拷贝数变异一般是指在全基因组范围大于50bp的缺失、复制和插入的结构变异,是基因组内发生重排导致的。可以通过剂量效应影响改变对剂量效应敏感基因的表达水平;通过产生融合基因可能会有的一些新功能;还有一些像基因功能阻断、位置效应、隐性等位基因的去除效应等影响基因的功能和个体间的表型。
目前,人和动物全基因组范围内的CNVs检测方法主要有三种,分别是微阵列比较基因组杂交芯片(array-based comparative genomic hybridization,aCGH)、二代测序技术(Next-Generation Sequencing,NGS)和SNP芯片技术。在比较基因组杂交芯片中寡核苷酸探针芯片被广泛使用,具有高灵敏度、高精度和样本量小的特点;而细菌人工染色体芯片制作成本高、分辨率低且耗时长,很少会使用。此外,现有的芯片平台对新的拷贝数变异的检测效率很低。
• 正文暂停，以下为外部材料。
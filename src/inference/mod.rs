//! Risk Inference
//!
//! - `model`: JSON model / scaler artifacts and the `RiskModel` trait
//! - `registry`: immutable set of loaded models
//! - `engine`: feature alignment and per-lap prediction

pub mod engine;
pub mod model;
pub mod registry;

pub use engine::{risk_level, RiskEngine};
pub use model::{
    DecisionTree, ForestModel, LoadedModel, LogisticModel, ModelArtifact, ModelError, RiskModel,
    StandardScaler, TreeNode,
};
pub use registry::{
    component_model_file, component_scaler_file, ModelRegistry, OVERALL_MODEL_FILE,
    OVERALL_SCALER_FILE,
};
/// Prometheus metrics for the directory service.
///
/// Counters cover the save-then-notify path: how many extension saves
/// happened, how many reports were built and how long that took, and how many
/// notification mails went out or failed.
use once_cell::sync::Lazy;
use parking_lot::RwLock;
use prometheus_client::encoding::{EncodeLabelSet, text::encode};
use prometheus_client::metrics::counter::Counter;
use prometheus_client::metrics::family::Family;
use prometheus_client::metrics::gauge::Gauge;
use prometheus_client::metrics::histogram::{Histogram, exponential_buckets};
use prometheus_client::registry::Registry;
use std::sync::Arc;
use std::time::Duration;

/// Global metrics registry instance
pub static METRICS: Lazy<Arc<MetricsCollector>> = Lazy::new(|| Arc::new(MetricsCollector::new()));

#[derive(Clone, Debug, Hash, PartialEq, Eq, EncodeLabelSet)]
pub struct SaveLabels {
    /// "created" or "updated"
    pub kind: String,
}

#[derive(Clone, Debug, Hash, PartialEq, Eq, EncodeLabelSet)]
pub struct ErrorLabels {
    /// Error category from `ErrorCode::category`
    pub category: String,
}

pub struct MetricsCollector {
    registry: RwLock<Registry>,

    pub extension_saves_total: Family<SaveLabels, Counter>,

    pub reports_generated_total: Counter,

    pub report_generation_seconds: Histogram,

    pub notifications_sent_total: Counter,

    pub notification_failures_total: Counter,

    pub directory_errors_total: Family<ErrorLabels, Counter>,

    pub directory_extensions: Gauge,
}

impl MetricsCollector {
    pub fn new() -> Self {
        let mut registry = Registry::default();

        let extension_saves_total = Family::<SaveLabels, Counter>::default();
        registry.register(
            "intercom_extension_saves",
            "Extension records saved, by kind",
            extension_saves_total.clone(),
        );

        let reports_generated_total = Counter::default();
        registry.register(
            "intercom_reports_generated",
            "Intercom workbooks generated",
            reports_generated_total.clone(),
        );

        // Buckets: 5ms .. ~2.5s
        let report_generation_seconds = Histogram::new(exponential_buckets(0.005, 2.0, 10));
        registry.register(
            "intercom_report_generation_seconds",
            "Time spent building the intercom workbook",
            report_generation_seconds.clone(),
        );

        let notifications_sent_total = Counter::default();
        registry.register(
            "intercom_notifications_sent",
            "Notification mails accepted by the transport",
            notifications_sent_total.clone(),
        );

        let notification_failures_total = Counter::default();
        registry.register(
            "intercom_notification_failures",
            "Notification runs aborted by a transport failure",
            notification_failures_total.clone(),
        );

        let directory_errors_total = Family::<ErrorLabels, Counter>::default();
        registry.register(
            "intercom_directory_errors",
            "Directory operation failures by category",
            directory_errors_total.clone(),
        );

        let directory_extensions = Gauge::default();
        registry.register(
            "intercom_directory_extensions",
            "Extension records currently stored",
            directory_extensions.clone(),
        );

        Self {
            registry: RwLock::new(registry),
            extension_saves_total,
            reports_generated_total,
            report_generation_seconds,
            notifications_sent_total,
            notification_failures_total,
            directory_errors_total,
            directory_extensions,
        }
    }

    /// Encode metrics in Prometheus text format
    pub fn encode(&self) -> String {
        let mut buffer = String::new();
        let registry = self.registry.read();
        if let Err(err) = encode(&mut buffer, &registry) {
            tracing::warn!(error = %err, "failed to encode metrics");
        }
        buffer
    }

    pub fn record_save(&self, kind: &str) {
        self.extension_saves_total
            .get_or_create(&SaveLabels {
                kind: kind.to_string(),
            })
            .inc();
    }

    pub fn record_report(&self, duration: Duration) {
        self.reports_generated_total.inc();
        self.report_generation_seconds
            .observe(duration.as_secs_f64());
    }

    pub fn record_notification_sent(&self) {
        self.notifications_sent_total.inc();
    }

    pub fn record_notification_failure(&self) {
        self.notification_failures_total.inc();
    }

    pub fn record_error(&self, category: &str) {
        self.directory_errors_total
            .get_or_create(&ErrorLabels {
                category: category.to_string(),
            })
            .inc();
    }

    pub fn set_extension_count(&self, count: usize) {
        self.directory_extensions.set(count as i64);
    }
}

impl Default for MetricsCollector {
    fn default() -> Self {
        Self::new()
    }
}
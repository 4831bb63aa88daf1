mod support;

use axum::Router;
use axum::body::Body;
use axum::http::{Request, StatusCode, header};
use http_body_util::BodyExt;
use intercom_directory::api::router;
use intercom_directory::report::REPORT_CONTENT_TYPE;
use serde_json::{Value, json};
use support::{Fixture, RecordingTransport};
use tower::ServiceExt;

async fn call(app: &Router, method: &str, uri: &str, body: Option<Value>) -> (StatusCode, Vec<u8>) {
    let request = Request::builder().method(method).uri(uri);
    let request = match body {
        Some(body) => request
            .header(header::CONTENT_TYPE, "application/json")
            .body(Body::from(body.to_string())),
        None => request.body(Body::empty()),
    }
    .expect("request");

    let response = app.clone().oneshot(request).await.expect("response");
    let status = response.status();
    let bytes = response
        .into_body()
        .collect()
        .await
        .expect("body")
        .to_bytes()
        .to_vec();
    (status, bytes)
}

fn json_body(bytes: &[u8]) -> Value {
    serde_json::from_slice(bytes).expect("json body")
}

#[tokio::test(flavor = "current_thread")]
async fn create_employee_and_extension_sends_mail() {
    let fixture = Fixture::new();
    let app = router(fixture.app_state());

    let (status, body) = call(
        &app,
        "POST",
        "/employees",
        Some(json!({"name": "Asha Verma", "email": "asha@example.com"})),
    )
    .await;
    assert_eq!(status, StatusCode::CREATED);
    let employee_id = json_body(&body)["id"].as_u64().expect("id");

    let (status, body) = call(
        &app,
        "POST",
        "/extensions",
        Some(json!({"employee_id": employee_id, "code": "204"})),
    )
    .await;
    assert_eq!(status, StatusCode::CREATED);
    let extension_id = json_body(&body)["id"].as_u64().expect("id");
    assert_eq!(fixture.transport.sent().len(), 1);

    let (status, body) = call(
        &app,
        "PUT",
        &format!("/extensions/{extension_id}"),
        Some(json!({"employee_id": employee_id, "code": "205", "status": true})),
    )
    .await;
    assert_eq!(status, StatusCode::OK);
    assert_eq!(json_body(&body)["code"], "205");
    assert_eq!(fixture.transport.sent()[1].subject, "Intercom Details Updated");

    let (status, body) = call(&app, "GET", "/extensions", None).await;
    assert_eq!(status, StatusCode::OK);
    let listing = json_body(&body);
    assert_eq!(listing[0]["employee"], "Asha Verma");
    assert_eq!(listing[0]["extension"], "205");
}

#[tokio::test(flavor = "current_thread")]
async fn validation_errors_map_to_bad_request() {
    let fixture = Fixture::new();
    let app = router(fixture.app_state());
    let employee_id = fixture.employee("Asha Verma", "");

    let (status, body) = call(
        &app,
        "POST",
        "/extensions",
        Some(json!({"employee_id": employee_id, "code": "123456"})),
    )
    .await;
    assert_eq!(status, StatusCode::BAD_REQUEST);
    let error = &json_body(&body)["error"];
    assert_eq!(error["code"], "validation_failed");
    assert_eq!(error["category"], "validation_error");
    assert_eq!(fixture.transport.attempts(), 0);

    let (status, _) = call(&app, "POST", "/employees", Some(json!({"name": ""}))).await;
    assert_eq!(status, StatusCode::BAD_REQUEST);
}

#[tokio::test(flavor = "current_thread")]
async fn unknown_records_are_not_found() {
    let fixture = Fixture::new();
    let app = router(fixture.app_state());

    let (status, _) = call(&app, "GET", "/employees/42", None).await;
    assert_eq!(status, StatusCode::NOT_FOUND);
    let (status, _) = call(&app, "DELETE", "/extensions/7", None).await;
    assert_eq!(status, StatusCode::NOT_FOUND);
}

#[tokio::test(flavor = "current_thread")]
async fn second_extension_for_an_employee_conflicts() {
    let fixture = Fixture::new();
    let app = router(fixture.app_state());
    let employee_id = fixture.listed("Front Desk", "100");

    let (status, _) = call(
        &app,
        "POST",
        "/extensions",
        Some(json!({"employee_id": employee_id, "code": "101"})),
    )
    .await;
    assert_eq!(status, StatusCode::CONFLICT);
}

#[tokio::test(flavor = "current_thread")]
async fn notification_failure_is_a_bad_gateway_but_persists() {
    let fixture = Fixture::with_transport(RecordingTransport::failing_on(1));
    let app = router(fixture.app_state());
    let employee_id = fixture.employee("Asha Verma", "asha@example.com");

    let (status, body) = call(
        &app,
        "POST",
        "/extensions",
        Some(json!({"employee_id": employee_id, "code": "204"})),
    )
    .await;
    assert_eq!(status, StatusCode::BAD_GATEWAY);
    assert_eq!(json_body(&body)["error"]["code"], "notification_failed");

    let (status, body) = call(&app, "GET", "/extensions", None).await;
    assert_eq!(status, StatusCode::OK);
    assert_eq!(json_body(&body).as_array().map(Vec::len), Some(1));
}

#[tokio::test(flavor = "current_thread")]
async fn report_downloads_as_xlsx() {
    let fixture = Fixture::new();
    fixture.listed("Front Desk", "100");
    let app = router(fixture.app_state());

    let request = Request::builder()
        .uri("/report")
        .body(Body::empty())
        .expect("request");
    let response = app.oneshot(request).await.expect("response");
    assert_eq!(response.status(), StatusCode::OK);
    assert_eq!(
        response.headers()[header::CONTENT_TYPE],
        REPORT_CONTENT_TYPE
    );
    let disposition = response.headers()[header::CONTENT_DISPOSITION]
        .to_str()
        .expect("ascii header")
        .to_string();
    assert!(disposition.starts_with("attachment; filename=\"Telecom_Report_"));

    let bytes = response.into_body().collect().await.expect("body").to_bytes();
    let book = support::read_workbook(&bytes);
    assert!(book.get_sheet_by_name("Intercom List").is_some());
    assert_eq!(fixture.transport.attempts(), 0);
}

#[tokio::test(flavor = "current_thread")]
async fn deleting_an_employee_removes_its_extension() {
    let fixture = Fixture::new();
    let app = router(fixture.app_state());
    let employee_id = fixture.listed("Front Desk", "100");

    let (status, _) = call(&app, "DELETE", &format!("/employees/{employee_id}"), None).await;
    assert_eq!(status, StatusCode::NO_CONTENT);
    assert_eq!(fixture.store.extension_count(), 0);
    assert_eq!(fixture.transport.attempts(), 0);
}

#[tokio::test(flavor = "current_thread")]
async fn readiness_reports_components() {
    let fixture = Fixture::new();
    let app = router(fixture.app_state());

    let (status, body) = call(&app, "GET", "/ready", None).await;
    assert_eq!(status, StatusCode::OK);
    let health = json_body(&body);
    assert_eq!(health["status"], "degraded");
    assert_eq!(health["components"][0]["details"]["employees"], 0);

    let (status, body) = call(&app, "GET", "/metrics", None).await;
    assert_eq!(status, StatusCode::OK);
    assert!(String::from_utf8_lossy(&body).contains("intercom_directory_extensions"));
}
#![allow(dead_code)]

use std::io::Cursor;
use std::sync::Arc;

use async_trait::async_trait;
use chrono::NaiveDate;
use intercom_directory::model::{EmployeeId, ExtensionInput, NewEmployee};
use intercom_directory::{
    Directory, InMemoryDirectoryStore, MailError, MailTransport, NotificationDispatcher,
    OutgoingMessage, ServerConfig,
};
use intercom_directory::state::AppState;
use parking_lot::Mutex;
use umya_spreadsheet::Spreadsheet;

pub const SENDER: &str = "directory@example.com";
pub const SIGNATURE: &str = "DKC Exports";

pub fn report_date() -> NaiveDate {
    NaiveDate::from_ymd_opt(2026, 10, 19).expect("valid date")
}

/// Parses report bytes back into a workbook.
pub fn read_workbook(bytes: &[u8]) -> Spreadsheet {
    umya_spreadsheet::reader::xlsx::read_reader(Cursor::new(bytes.to_vec()), true)
        .expect("readable workbook")
}

/// Records every message; optionally fails on the n-th send (1-based).
#[derive(Default)]
pub struct RecordingTransport {
    sent: Mutex<Vec<OutgoingMessage>>,
    attempts: Mutex<usize>,
    fail_on: Option<usize>,
}

impl RecordingTransport {
    pub fn new() -> Self {
        Self::default()
    }

    pub fn failing_on(attempt: usize) -> Self {
        Self {
            fail_on: Some(attempt),
            ..Self::default()
        }
    }

    pub fn sent(&self) -> Vec<OutgoingMessage> {
        self.sent.lock().clone()
    }

    pub fn attempts(&self) -> usize {
        *self.attempts.lock()
    }
}

#[async_trait]
impl MailTransport for RecordingTransport {
    async fn send(&self, message: &OutgoingMessage) -> Result<(), MailError> {
        let attempt = {
            let mut attempts = self.attempts.lock();
            *attempts += 1;
            *attempts
        };
        if self.fail_on == Some(attempt) {
            return Err(MailError::Rejected(format!("simulated failure for {}", message.to)));
        }
        self.sent.lock().push(message.clone());
        Ok(())
    }

    fn name(&self) -> &'static str {
        "recording"
    }
}

pub struct Fixture {
    pub store: Arc<InMemoryDirectoryStore>,
    pub transport: Arc<RecordingTransport>,
}

impl Fixture {
    pub fn new() -> Self {
        Self::with_transport(RecordingTransport::new())
    }

    pub fn with_transport(transport: RecordingTransport) -> Self {
        Self {
            store: Arc::new(InMemoryDirectoryStore::new()),
            transport: Arc::new(transport),
        }
    }

    pub fn employee(&self, name: &str, email: &str) -> EmployeeId {
        self.store
            .create_employee(NewEmployee::new(name, email))
            .expect("employee")
            .id
    }

    /// Adds an employee without email plus an extension, bypassing hooks.
    pub fn listed(&self, name: &str, code: &str) -> EmployeeId {
        let id = self.employee(name, "");
        self.store
            .create_extension(ExtensionInput::new(id, code))
            .expect("extension");
        id
    }

    pub fn dispatcher(&self) -> NotificationDispatcher {
        NotificationDispatcher::new(self.store.clone(), self.transport.clone(), SENDER, SIGNATURE)
            .with_clock(report_date)
    }

    pub fn directory(&self) -> Directory {
        Directory::new(self.store.clone()).on_extension_saved(Arc::new(self.dispatcher()))
    }

    pub fn app_state(&self) -> Arc<AppState> {
        let mut config = ServerConfig::default();
        config.mail.from_address = SENDER.to_string();
        Arc::new(AppState::with_parts(
            Arc::new(config),
            self.store.clone(),
            self.transport.clone(),
        ))
    }
}
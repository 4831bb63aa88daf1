use chrono::{DateTime, Utc};
use serde::{Deserialize, Serialize};
use std::fmt;

#[derive(Debug, Clone, Copy, PartialEq, Eq, PartialOrd, Ord, Hash, Serialize, Deserialize)]
#[serde(transparent)]
pub struct EmployeeId(pub u64);

impl fmt::Display for EmployeeId {
    fn fmt(&self, f: &mut fmt::Formatter<'_>) -> fmt::Result {
        write!(f, "{}", self.0)
    }
}

#[derive(Debug, Clone, Copy, PartialEq, Eq, PartialOrd, Ord, Hash, Serialize, Deserialize)]
#[serde(transparent)]
pub struct ExtensionId(pub u64);

impl fmt::Display for ExtensionId {
    fn fmt(&self, f: &mut fmt::Formatter<'_>) -> fmt::Result {
        write!(f, "{}", self.0)
    }
}

/// A person listed in the directory.
#[derive(Debug, Clone, PartialEq, Eq, Serialize, Deserialize)]
pub struct Employee {
    pub id: EmployeeId,
    pub name: String,
    /// Contact address; empty when the employee should not receive mail.
    pub email: String,
    pub is_active: bool,
    pub created_at: DateTime<Utc>,
    pub updated_at: DateTime<Utc>,
}

impl Employee {
    pub fn has_contact_address(&self) -> bool {
        !self.email.is_empty()
    }
}

/// An extension number assigned to exactly one employee.
#[derive(Debug, Clone, PartialEq, Eq, Serialize, Deserialize)]
pub struct Extension {
    pub id: ExtensionId,
    pub employee_id: EmployeeId,
    pub code: String,
    pub status: bool,
    pub created_at: DateTime<Utc>,
    pub updated_at: DateTime<Utc>,
}

#[derive(Debug, Clone, Deserialize)]
pub struct NewEmployee {
    pub name: String,
    #[serde(default)]
    pub email: String,
    #[serde(default = "default_true")]
    pub is_active: bool,
}

impl NewEmployee {
    pub fn new(name: impl Into<String>, email: impl Into<String>) -> Self {
        Self {
            name: name.into(),
            email: email.into(),
            is_active: true,
        }
    }
}

/// Partial update; absent fields keep their current value.
#[derive(Debug, Clone, Default, Deserialize)]
pub struct EmployeeUpdate {
    #[serde(default)]
    pub name: Option<String>,
    #[serde(default)]
    pub email: Option<String>,
    #[serde(default)]
    pub is_active: Option<bool>,
}

/// Form submitted when creating or editing an extension.
#[derive(Debug, Clone, Deserialize)]
pub struct ExtensionInput {
    pub employee_id: EmployeeId,
    pub code: String,
    #[serde(default)]
    pub status: bool,
}

impl ExtensionInput {
    pub fn new(employee_id: EmployeeId, code: impl Into<String>) -> Self {
        Self {
            employee_id,
            code: code.into(),
            status: false,
        }
    }
}

/// Extension joined with its employee's name, as consumed by the report.
#[derive(Debug, Clone, PartialEq, Eq)]
pub struct ExtensionRow {
    pub code: String,
    pub employee_name: Option<String>,
}

impl ExtensionRow {
    pub fn new(code: impl Into<String>, employee_name: impl Into<String>) -> Self {
        Self {
            code: code.into(),
            employee_name: Some(employee_name.into()),
        }
    }

    /// Cell text: code on the first line, name on the second.
    pub fn cell_text(&self) -> String {
        format!(
            "{}\n{}",
            self.code,
            self.employee_name.as_deref().unwrap_or_default()
        )
    }
}

#[derive(Debug, Clone, PartialEq, Eq, Serialize)]
pub struct Recipient {
    pub name: String,
    pub email: String,
}

/// One row of the admin extension list.
#[derive(Debug, Clone, Serialize)]
pub struct ExtensionListing {
    pub id: ExtensionId,
    pub employee_id: EmployeeId,
    pub employee: String,
    pub extension: String,
    pub status: bool,
    pub created_at: DateTime<Utc>,
    pub updated_at: DateTime<Utc>,
}

/// Whether a persisted extension was newly created or edited in place.
#[derive(Debug, Clone, Copy, PartialEq, Eq, Serialize)]
#[serde(rename_all = "lowercase")]
pub enum SaveKind {
    Created,
    Updated,
}

impl SaveKind {
    pub fn was_update(self) -> bool {
        matches!(self, SaveKind::Updated)
    }

    pub fn as_str(self) -> &'static str {
        match self {
            SaveKind::Created => "created",
            SaveKind::Updated => "updated",
        }
    }
}

/// Directory seed document loaded at startup.
#[derive(Debug, Clone, Default, Deserialize)]
pub struct DirectorySeed {
    #[serde(default)]
    pub employees: Vec<SeedEmployee>,
}

#[derive(Debug, Clone, Deserialize)]
pub struct SeedEmployee {
    pub name: String,
    #[serde(default)]
    pub email: String,
    #[serde(default = "default_true")]
    pub is_active: bool,
    #[serde(default)]
    pub extension: Option<SeedExtension>,
}

#[derive(Debug, Clone, Deserialize)]
pub struct SeedExtension {
    pub code: String,
    #[serde(default)]
    pub status: bool,
}

fn default_true() -> bool {
    true
}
随着二代测序技术的发展,当前最有效的检测手段是通过重测序来检测基因组结构变异,但这种方法相较之前的方法成本较高。
目前,对基因组己知的CNV检测主要有两种方法,基于PCR的检测技术和基于杂交的检测技术。PCR的检测技术主要包括实时荧光定量PCR(Real-time qPCR)、依赖连接的多重扩增探针杂交技术(Multiplex Ligation-Dependent Probe Amplification,MLPA)和短片段多重定量技术(Quantitative Multiplex PCR of Short Fluorescent Fragments,QMPSF)。目前使用最广泛的是qPCR技术,该方法敏感性高、操作方法简单、速度快、重复性好且污染少。杂交技术主要包括Southern blotting杂交、荧光原位杂交(Fluorescence insitu hybridization,FISH)、多重扩增探针杂交技术(Multiplex Amplifiable ProbeHybridization,MAPH)等,但这些方法成本比较高,时间长而且不够准确,目前使用较少。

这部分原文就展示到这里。